Aku bertanya di mana tanggung jawab
Di laut manakah tenggelamnya?

Aku berjalan mencari ketekunan
Di rimba manakah dia menghilangnya?
Aku berjalan mencari keikhlasan.
Rasanya sih ada, tapi di mana, ya?

Aku berjalan mencari kedamaian
Di langit manakah dia melayangnya?
Wahai kejujuran dan kesederhanaan
Wahai tanggung jawab dan ketekunan
Wahai keikhlasan dan kedamaian
Di mana gerangan kini kalian?
Zaman ini sangat merindukan kalian zaman ini sangat merindukan kalian.(Taufik Ismail)

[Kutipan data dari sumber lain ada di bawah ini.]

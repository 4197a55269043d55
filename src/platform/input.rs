//! Input boundary
//!
//! Key and button handlers only record edges here. The simulation reads a
//! [`TickInput`] snapshot once per frame, so events arriving mid-frame never
//! touch game state directly.

use crate::settings::SteerConflict;
use crate::sim::TickInput;

/// Discrete input edge
#[derive(Debug, Clone, Copy, PartialEq, Eq)]
pub enum InputEvent {
    SteerLeft { pressed: bool },
    SteerRight { pressed: bool },
    Boost { pressed: bool },
    PauseToggle,
    /// Play / Play Again
    Play,
}

/// Map a `KeyboardEvent.code` to an input event
pub fn key_event(code: &str, pressed: bool) -> Option<InputEvent> {
    match code {
        "ArrowLeft" => Some(InputEvent::SteerLeft { pressed }),
        "ArrowRight" => Some(InputEvent::SteerRight { pressed }),
        "Space" => Some(InputEvent::Boost { pressed }),
        _ => None,
    }
}

/// Currently held controls
#[derive(Debug, Clone, Copy, Default, PartialEq, Eq)]
pub struct InputState {
    pub left: bool,
    pub right: bool,
    pub boost: bool,
}

impl InputState {
    /// Record a held-control edge. Returns false for command events
    /// (pause, play), which the session handles itself.
    pub fn apply(&mut self, event: InputEvent) -> bool {
        match event {
            InputEvent::SteerLeft { pressed } => self.left = pressed,
            InputEvent::SteerRight { pressed } => self.right = pressed,
            InputEvent::Boost { pressed } => self.boost = pressed,
            InputEvent::PauseToggle | InputEvent::Play => return false,
        }
        true
    }

    /// Snapshot for the next tick
    pub fn sample(&self, conflict: SteerConflict) -> TickInput {
        let cancel = conflict == SteerConflict::Cancel && self.left && self.right;
        TickInput {
            left: self.left && !cancel,
            right: self.right && !cancel,
            boost: self.boost,
        }
    }

    /// Drop all held controls (focus loss)
    pub fn release_all(&mut self) {
        *self = Self::default();
    }
}
//! Game state and core simulation types
//!
//! Everything a run needs lives in [`GameState`]; nothing is global.

use glam::Vec2;
use rand::SeedableRng;
use rand_pcg::Pcg32;
use serde::{Deserialize, Serialize};

use super::geometry::Rect;
use crate::consts::*;
use crate::lane_left;

/// Current phase of a session
#[derive(Debug, Clone, Copy, PartialEq, Eq, Serialize, Deserialize)]
pub enum GamePhase {
    /// Splash screen, waiting for Play
    Idle,
    /// Active gameplay
    Running,
    /// Game is paused
    Paused,
    /// Run ended by a crash
    GameOver,
}

/// The player's vehicle
#[derive(Debug, Clone, PartialEq, Serialize, Deserialize)]
pub struct Player {
    /// Top-left corner
    pub pos: Vec2,
    pub size: Vec2,
    /// Lateral velocity (px/s, negative = left)
    pub vx: f32,
    /// Lane the player started in
    pub lane: u32,
    pub alive: bool,
}

impl Default for Player {
    fn default() -> Self {
        let lane = PLAYER_START_LANE;
        Self {
            pos: Vec2::new(
                lane_left(lane) + (LANE_WIDTH - PLAYER_WIDTH) / 2.0,
                PLAYER_Y,
            ),
            size: Vec2::new(PLAYER_WIDTH, PLAYER_HEIGHT),
            vx: 0.0,
            lane,
            alive: true,
        }
    }
}

impl Player {
    pub fn rect(&self) -> Rect {
        Rect {
            pos: self.pos,
            size: self.size,
        }
    }
}

/// Obstacle color tag
#[derive(Debug, Clone, Copy, PartialEq, Eq, Serialize, Deserialize)]
pub enum ObstacleColor {
    Red,
    Blue,
    Yellow,
    Violet,
}

impl ObstacleColor {
    pub const ALL: [ObstacleColor; 4] = [
        ObstacleColor::Red,
        ObstacleColor::Blue,
        ObstacleColor::Yellow,
        ObstacleColor::Violet,
    ];

    pub fn hex(&self) -> &'static str {
        match self {
            ObstacleColor::Red => "#ff6b6b",
            ObstacleColor::Blue => "#6bc9ff",
            ObstacleColor::Yellow => "#ffd166",
            ObstacleColor::Violet => "#b28dff",
        }
    }
}

/// A car/barrier coming down a lane
#[derive(Debug, Clone, PartialEq, Serialize, Deserialize)]
pub struct Obstacle {
    /// Top-left corner
    pub pos: Vec2,
    pub size: Vec2,
    pub color: ObstacleColor,
}

impl Obstacle {
    pub fn rect(&self) -> Rect {
        Rect {
            pos: self.pos,
            size: self.size,
        }
    }
}

/// A collectible coin
#[derive(Debug, Clone, PartialEq, Serialize, Deserialize)]
pub struct Coin {
    /// Centre
    pub pos: Vec2,
    pub radius: f32,
}

/// Cosmetic lane divider segment, wrapped vertically
#[derive(Debug, Clone, PartialEq, Serialize, Deserialize)]
pub struct ScrollLine {
    /// Top-left corner
    pub pos: Vec2,
    pub size: Vec2,
}

impl ScrollLine {
    /// Wrap a line that scrolled off the bottom back above the top
    pub fn wrap(&mut self) {
        if self.pos.y > HEIGHT + LINE_WRAP_MARGIN {
            let periods = ((self.pos.y + LINE_WRAP_MARGIN) / LINE_PERIOD).ceil();
            self.pos.y -= periods * LINE_PERIOD;
        }
    }
}

/// The fixed set of divider lines for a fresh road
pub fn divider_lines() -> Vec<ScrollLine> {
    let rows = (LINE_LAST_ROW - LINE_FIRST_ROW) as usize;
    let mut lines = Vec::with_capacity(rows * (LANE_COUNT as usize - 1));
    for row in LINE_FIRST_ROW..LINE_LAST_ROW {
        for boundary in 1..LANE_COUNT {
            lines.push(ScrollLine {
                pos: Vec2::new(
                    lane_left(boundary) - LINE_WIDTH / 2.0,
                    row as f32 * LINE_PERIOD,
                ),
                size: Vec2::new(LINE_WIDTH, LINE_HEIGHT),
            });
        }
    }
    lines
}

/// Complete game state (serializable, seeded)
#[derive(Debug, Clone, PartialEq, Serialize, Deserialize)]
pub struct GameState {
    /// Seed the RNG was created from
    pub seed: u64,
    /// Spawner randomness; carries over across resets
    pub rng: Pcg32,
    pub phase: GamePhase,
    /// Seconds of running time this run
    pub elapsed: f32,
    /// Base forward speed (px/s), ramps with elapsed time
    pub speed: f32,
    /// Current boost (px/s), always within `[0, BOOST_MAX]`
    pub boost: f32,
    pub score: u64,
    pub player: Player,
    pub obstacles: Vec<Obstacle>,
    pub coins: Vec<Coin>,
    pub lines: Vec<ScrollLine>,
    /// Seconds until the next obstacle spawn
    pub next_obstacle: f32,
    /// Seconds until the next coin spawn
    pub next_coin: f32,
}

impl GameState {
    /// Create a fresh state in the Idle phase
    pub fn new(seed: u64) -> Self {
        Self {
            seed,
            rng: Pcg32::seed_from_u64(seed),
            phase: GamePhase::Idle,
            elapsed: 0.0,
            speed: BASE_SPEED,
            boost: 0.0,
            score: 0,
            player: Player::default(),
            obstacles: Vec::new(),
            coins: Vec::new(),
            lines: divider_lines(),
            next_obstacle: 0.0,
            next_coin: 0.0,
        }
    }

    /// Reinitialize everything except the RNG stream and enter Idle
    pub fn reset(&mut self) {
        self.phase = GamePhase::Idle;
        self.elapsed = 0.0;
        self.speed = BASE_SPEED;
        self.boost = 0.0;
        self.score = 0;
        self.player = Player::default();
        self.obstacles.clear();
        self.coins.clear();
        self.lines = divider_lines();
        self.next_obstacle = 0.0;
        self.next_coin = 0.0;
    }

    /// Base speed plus boost
    #[inline]
    pub fn forward_speed(&self) -> f32 {
        self.speed + self.boost
    }

    pub fn is_running(&self) -> bool {
        self.phase == GamePhase::Running
    }
}

#[cfg(test)]
mod tests {
    use super::*;

    #[test]
    fn test_new_state_is_idle_and_centered() {
        let state = GameState::new(7);
        assert_eq!(state.phase, GamePhase::Idle);
        assert_eq!(state.score, 0);
        assert_eq!(state.player.lane, 1);
        let center = state.player.rect().center().x;
        assert!((center - crate::lane_center(1)).abs() < 0.001);
        assert!(state.player.alive);
    }

    #[test]
    fn test_divider_lines_layout() {
        let lines = divider_lines();
        assert_eq!(lines.len(), 30 * 2);
        assert!((lines[0].pos.y - (-480.0)).abs() < 0.001);
        // Each boundary line is centred on the lane edge
        let boundary = lines[0].pos.x + LINE_WIDTH / 2.0;
        assert!((boundary - lane_left(1)).abs() < 0.001);
    }

    #[test]
    fn test_line_wrap() {
        let mut line = divider_lines().remove(0);
        line.pos.y = HEIGHT + 31.0;
        line.wrap();
        // ceil((671 + 30) / 48) = 15 periods
        assert!((line.pos.y - (HEIGHT + 31.0 - 15.0 * LINE_PERIOD)).abs() < 0.001);
        assert!(line.pos.y < 0.0);

        let before = 100.0;
        line.pos.y = before;
        line.wrap();
        assert_eq!(line.pos.y, before);
    }

    #[test]
    fn test_reset_restores_initial_fields() {
        let mut state = GameState::new(3);
        state.phase = GamePhase::GameOver;
        state.score = 900;
        state.speed = 500.0;
        state.boost = 42.0;
        state.player.pos.x = 0.0;
        state.player.alive = false;
        state.coins.push(Coin {
            pos: Vec2::ZERO,
            radius: COIN_RADIUS,
        });
        state.reset();

        let fresh = GameState::new(3);
        assert_eq!(state.phase, fresh.phase);
        assert_eq!(state.score, 0);
        assert_eq!(state.speed, fresh.speed);
        assert_eq!(state.boost, 0.0);
        assert_eq!(state.player, fresh.player);
        assert_eq!(state.lines, fresh.lines);
        assert!(state.coins.is_empty());
    }
}
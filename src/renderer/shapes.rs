//! Shape generation for 2D primitives
//!
//! Everything is emitted as a plain triangle list in screen space.

use glam::Vec2;
use std::f32::consts::{FRAC_PI_2, PI, TAU};

use super::vertex::Vertex;

/// Segments used for a full circle
pub const CIRCLE_SEGMENTS: u32 = 24;
/// Segments used per rounded corner
pub const CORNER_SEGMENTS: u32 = 6;

/// Axis-aligned filled rectangle (two triangles)
pub fn rect(out: &mut Vec<Vertex>, pos: Vec2, size: Vec2, color: [f32; 4]) {
    if size.x <= 0.0 || size.y <= 0.0 {
        return;
    }
    let (x0, y0) = (pos.x, pos.y);
    let (x1, y1) = (pos.x + size.x, pos.y + size.y);

    out.push(Vertex::new(x0, y0, color));
    out.push(Vertex::new(x1, y0, color));
    out.push(Vertex::new(x0, y1, color));

    out.push(Vertex::new(x0, y1, color));
    out.push(Vertex::new(x1, y0, color));
    out.push(Vertex::new(x1, y1, color));
}

/// Filled pie slice from `start` to `end` (radians)
pub fn fan(
    out: &mut Vec<Vertex>,
    center: Vec2,
    radius: f32,
    start: f32,
    end: f32,
    segments: u32,
    color: [f32; 4],
) {
    let span = end - start;
    for i in 0..segments {
        let theta1 = start + (i as f32 / segments as f32) * span;
        let theta2 = start + ((i + 1) as f32 / segments as f32) * span;

        // Triangle from center to edge
        out.push(Vertex::new(center.x, center.y, color));
        out.push(Vertex::new(
            center.x + radius * theta1.cos(),
            center.y + radius * theta1.sin(),
            color,
        ));
        out.push(Vertex::new(
            center.x + radius * theta2.cos(),
            center.y + radius * theta2.sin(),
            color,
        ));
    }
}

/// Filled circle
pub fn circle(out: &mut Vec<Vertex>, center: Vec2, radius: f32, color: [f32; 4]) {
    fan(out, center, radius, 0.0, TAU, CIRCLE_SEGMENTS, color);
}

/// Filled rectangle with rounded corners
///
/// The radius is clamped to half the shorter side.
pub fn rounded_rect(out: &mut Vec<Vertex>, pos: Vec2, size: Vec2, radius: f32, color: [f32; 4]) {
    let r = radius.min(size.x / 2.0).min(size.y / 2.0).max(0.0);
    if r == 0.0 {
        rect(out, pos, size, color);
        return;
    }

    // Centre column plus left/right strips between the corners
    rect(out, Vec2::new(pos.x + r, pos.y), Vec2::new(size.x - 2.0 * r, size.y), color);
    rect(out, Vec2::new(pos.x, pos.y + r), Vec2::new(r, size.y - 2.0 * r), color);
    rect(
        out,
        Vec2::new(pos.x + size.x - r, pos.y + r),
        Vec2::new(r, size.y - 2.0 * r),
        color,
    );

    // Corners (y points down, so angles run clockwise on screen)
    let corners = [
        (Vec2::new(pos.x + r, pos.y + r), PI),
        (Vec2::new(pos.x + size.x - r, pos.y + r), -FRAC_PI_2),
        (Vec2::new(pos.x + size.x - r, pos.y + size.y - r), 0.0),
        (Vec2::new(pos.x + r, pos.y + size.y - r), FRAC_PI_2),
    ];
    for (center, start) in corners {
        fan(out, center, r, start, start + FRAC_PI_2, CORNER_SEGMENTS, color);
    }
}

#[cfg(test)]
mod tests {
    use super::*;

    const WHITE: [f32; 4] = [1.0; 4];

    fn bounds(vertices: &[Vertex]) -> (Vec2, Vec2) {
        vertices.iter().fold(
            (Vec2::splat(f32::MAX), Vec2::splat(f32::MIN)),
            |(lo, hi), v| {
                let p = Vec2::from(v.position);
                (lo.min(p), hi.max(p))
            },
        )
    }

    #[test]
    fn test_rect_is_two_triangles() {
        let mut out = Vec::new();
        rect(&mut out, Vec2::new(1.0, 2.0), Vec2::new(3.0, 4.0), WHITE);
        assert_eq!(out.len(), 6);
        let (lo, hi) = bounds(&out);
        assert_eq!(lo, Vec2::new(1.0, 2.0));
        assert_eq!(hi, Vec2::new(4.0, 6.0));
    }

    #[test]
    fn test_empty_rect_emits_nothing() {
        let mut out = Vec::new();
        rect(&mut out, Vec2::ZERO, Vec2::new(0.0, 5.0), WHITE);
        assert!(out.is_empty());
    }

    #[test]
    fn test_circle_vertex_count() {
        let mut out = Vec::new();
        circle(&mut out, Vec2::new(10.0, 10.0), 8.0, WHITE);
        assert_eq!(out.len(), (CIRCLE_SEGMENTS * 3) as usize);
        let (lo, hi) = bounds(&out);
        assert!((lo.x - 2.0).abs() < 0.01 && (hi.x - 18.0).abs() < 0.01);
    }

    #[test]
    fn test_rounded_rect_stays_in_bounds() {
        let mut out = Vec::new();
        rounded_rect(&mut out, Vec2::new(10.0, 20.0), Vec2::new(40.0, 80.0), 8.0, WHITE);
        assert_eq!(out.len(), 3 * 6 + 4 * (CORNER_SEGMENTS * 3) as usize);
        let (lo, hi) = bounds(&out);
        assert!(lo.x >= 10.0 - 0.01 && lo.y >= 20.0 - 0.01);
        assert!(hi.x <= 50.0 + 0.01 && hi.y <= 100.0 + 0.01);
    }

    #[test]
    fn test_rounded_rect_radius_clamped() {
        let mut out = Vec::new();
        rounded_rect(&mut out, Vec2::ZERO, Vec2::new(8.0, 28.0), 40.0, WHITE);
        let (lo, hi) = bounds(&out);
        assert!(lo.x >= -0.01 && hi.x <= 8.01);
    }
}
// TTL cache for resolved image URLs, keyed by the day-title query string
use dashmap::DashMap;
use parking_lot::RwLock;
use std::sync::atomic::{AtomicUsize, Ordering};
use std::time::{Duration, Instant};

// Counters for the cache
#[derive(Debug, Default)]
struct CacheStats {
    hit_count: AtomicUsize,
    miss_count: AtomicUsize,
    eviction_count: AtomicUsize,
    expired_count: AtomicUsize,
}

/// Point-in-time snapshot of the cache counters.
#[derive(Debug, Default, Clone, PartialEq, Eq)]
pub struct CacheStatsReport {
    pub items_count: usize,
    pub hit_count: usize,
    pub miss_count: usize,
    pub eviction_count: usize,
    pub expired_count: usize,
}

// Cache configuration options
#[derive(Debug, Clone)]
pub struct CacheConfig {
    pub max_entries: usize,
    pub ttl: Duration,
}

impl Default for CacheConfig {
    fn default() -> Self {
        Self {
            max_entries: 1024,
            ttl: Duration::from_secs(3600),
        }
    }
}

struct CacheEntry {
    url: String,
    created_at: Instant,
}

impl CacheEntry {
    fn is_expired(&self, ttl: Duration) -> bool {
        self.created_at.elapsed() > ttl
    }
}

/// Concurrent TTL cache in front of the image source. Only successful
/// lookups are stored; a miss always falls through to the source.
pub struct ImageUrlCache {
    entries: DashMap<String, CacheEntry>,
    config: RwLock<CacheConfig>,
    stats: CacheStats,
}

impl ImageUrlCache {
    pub fn new(config: CacheConfig) -> Self {
        Self {
            entries: DashMap::new(),
            config: RwLock::new(config),
            stats: CacheStats::default(),
        }
    }

    /// Returns the cached URL for a query if present and not expired.
    pub fn get(&self, query: &str) -> Option<String> {
        let ttl = self.config.read().ttl;
        let expired = match self.entries.get(query) {
            Some(entry) => {
                if !entry.is_expired(ttl) {
                    self.stats.hit_count.fetch_add(1, Ordering::SeqCst);
                    return Some(entry.url.clone());
                }
                true
            }
            None => false,
        };

        if expired {
            self.entries.remove(query);
            self.stats.expired_count.fetch_add(1, Ordering::SeqCst);
        }
        self.stats.miss_count.fetch_add(1, Ordering::SeqCst);
        None
    }

    /// Stores a resolved URL, evicting the oldest entry when at capacity.
    pub fn store(&self, query: &str, url: String) {
        let max_entries = self.config.read().max_entries;
        if max_entries == 0 {
            return;
        }
        while !self.entries.contains_key(query) && self.entries.len() >= max_entries {
            self.evict_oldest();
        }

        self.entries.insert(
            query.to_string(),
            CacheEntry {
                url,
                created_at: Instant::now(),
            },
        );
    }

    /// Drops the entry for one query. Returns true if something was removed.
    pub fn invalidate(&self, query: &str) -> bool {
        self.entries.remove(query).is_some()
    }

    /// Shrinks or grows the capacity, evicting oldest entries when
    /// downsizing below the current item count.
    pub fn resize(&self, max_entries: usize) {
        self.config.write().max_entries = max_entries;
        while self.entries.len() > max_entries {
            self.evict_oldest();
        }
    }

    pub fn stats(&self) -> CacheStatsReport {
        CacheStatsReport {
            items_count: self.entries.len(),
            hit_count: self.stats.hit_count.load(Ordering::SeqCst),
            miss_count: self.stats.miss_count.load(Ordering::SeqCst),
            eviction_count: self.stats.eviction_count.load(Ordering::SeqCst),
            expired_count: self.stats.expired_count.load(Ordering::SeqCst),
        }
    }

    fn evict_oldest(&self) {
        let oldest_key = self
            .entries
            .iter()
            .min_by_key(|entry| entry.value().created_at)
            .map(|entry| entry.key().clone());

        if let Some(key) = oldest_key {
            if self.entries.remove(&key).is_some() {
                self.stats.eviction_count.fetch_add(1, Ordering::SeqCst);
            }
        }
    }
}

Judul: “Perang Ini Harus Kita Menangkan”

Masih adakah orang jujur di negeri kita? Adakah?
Masih ada. Tapi mereka tak bersuara.

Masih adakah orang waras di negeri kita? Adakah?
Masih ada. Tapi mereka tiada berdaya
Masih adakah orang berakhlak di negeri kita? Adakah?
Masih ada. Tapi mereka tak berwibawa
Masih adakah orang ikhlas di negeri kita? Adakah?
Masih ada. Tapi mereka dianggap tiada.
Tapi saudaraku, tak ada cerita putus asa Kita tak akan angkat tangan menyerah kalah
Karena ibarat perang. Perang ini harus kita menangkan. Harus kita menangkan (Taufik Ismail)

Waktu Taufik membacakan puisi, massa dengarkan sembari sesekali meneriakkan takbir. Sekitaran 20 menit ia ada diatas mobil komando untuk membaca puisi. Setelah itu, ia meninggalkan tempat berbarengan Munarman. (nkn/fjp) detik.